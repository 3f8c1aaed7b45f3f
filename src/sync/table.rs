//! Generation-checked table of live contexts.
//!
//! Coordinators never hold references to contexts. They store a [`ContextId`]
//! and ask the table whether it is still live, so a coordinator can outlive
//! (and never pin) the sessions that touched it.
//!
//! Vacated slots go on a free list and are reused with a bumped generation,
//! so a stale id can never alias a newer context.

use parking_lot::Mutex;
use std::fmt;

/// Handle naming one context within its manager.
#[derive(Clone, Copy, PartialEq, Eq, Hash)]
pub struct ContextId {
    index: u32,
    generation: u32,
}

impl ContextId {
    pub fn index(self) -> u32 {
        self.index
    }

    pub fn generation(self) -> u32 {
        self.generation
    }
}

impl fmt::Debug for ContextId {
    fn fmt(&self, f: &mut fmt::Formatter<'_>) -> fmt::Result {
        write!(f, "ContextId({}:{})", self.index, self.generation)
    }
}

impl fmt::Display for ContextId {
    fn fmt(&self, f: &mut fmt::Formatter<'_>) -> fmt::Result {
        write!(f, "context #{}.{}", self.index, self.generation)
    }
}

#[derive(Debug)]
enum Slot {
    Occupied { generation: u32 },
    Vacant { next_free: Option<u32>, generation: u32 },
}

#[derive(Debug, Default)]
struct Slots {
    slots: Vec<Slot>,
    free_head: Option<u32>,
    len: usize,
}

#[derive(Debug, Default)]
pub(crate) struct ContextTable {
    inner: Mutex<Slots>,
}

impl ContextTable {
    pub(crate) fn new() -> Self {
        Self::default()
    }

    pub(crate) fn insert(&self) -> ContextId {
        let mut table = self.inner.lock();
        table.len += 1;

        if let Some(index) = table.free_head {
            if let Slot::Vacant {
                next_free,
                generation,
            } = table.slots[index as usize]
            {
                table.free_head = next_free;
                table.slots[index as usize] = Slot::Occupied { generation };
                return ContextId { index, generation };
            }
        }

        let index = table.slots.len() as u32;
        table.slots.push(Slot::Occupied { generation: 0 });
        ContextId {
            index,
            generation: 0,
        }
    }

    /// Vacate the slot for `id`. Returns false if it was already stale.
    pub(crate) fn remove(&self, id: ContextId) -> bool {
        let mut guard = self.inner.lock();
        let table = &mut *guard;

        let Some(slot) = table.slots.get_mut(id.index as usize) else {
            return false;
        };
        match *slot {
            Slot::Occupied { generation } if generation == id.generation => {}
            _ => return false,
        }

        *slot = Slot::Vacant {
            next_free: table.free_head,
            generation: id.generation.wrapping_add(1),
        };
        table.free_head = Some(id.index);
        table.len -= 1;
        true
    }

    pub(crate) fn is_live(&self, id: ContextId) -> bool {
        let table = self.inner.lock();
        matches!(
            table.slots.get(id.index as usize),
            Some(Slot::Occupied { generation }) if *generation == id.generation
        )
    }

    pub(crate) fn len(&self) -> usize {
        self.inner.lock().len
    }
}

#[cfg(test)]
mod tests {
    use super::*;

    #[test]
    fn test_insert_and_remove() {
        let table = ContextTable::new();
        let a = table.insert();
        let b = table.insert();

        assert_ne!(a, b);
        assert!(table.is_live(a));
        assert!(table.is_live(b));
        assert_eq!(table.len(), 2);

        assert!(table.remove(a));
        assert!(!table.is_live(a));
        assert!(!table.remove(a), "second removal is stale");
        assert_eq!(table.len(), 1);
    }

    #[test]
    fn test_reused_slot_gets_new_generation() {
        let table = ContextTable::new();
        let old = table.insert();
        table.remove(old);

        let new = table.insert();
        assert_eq!(new.index(), old.index());
        assert_eq!(new.generation(), old.generation() + 1);
        assert!(table.is_live(new));
        assert!(!table.is_live(old));
    }

    #[test]
    fn test_unknown_index_is_not_live() {
        let table = ContextTable::new();
        let id = table.insert();
        let other = ContextTable::new();
        assert!(!other.is_live(id));
    }
}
──────────────────────────────
## [Task]
Among the lines of the records, copy out each one that contains the word "Occupied".

## [Response below]
    Occupied { generation: u32 },
                table.slots[index as usize] = Slot::Occupied { generation };
        table.slots.push(Slot::Occupied { generation: 0 });
            Slot::Occupied { generation } if generation == id.generation => {}
            Some(Slot::Occupied { generation }) if *generation == id.generation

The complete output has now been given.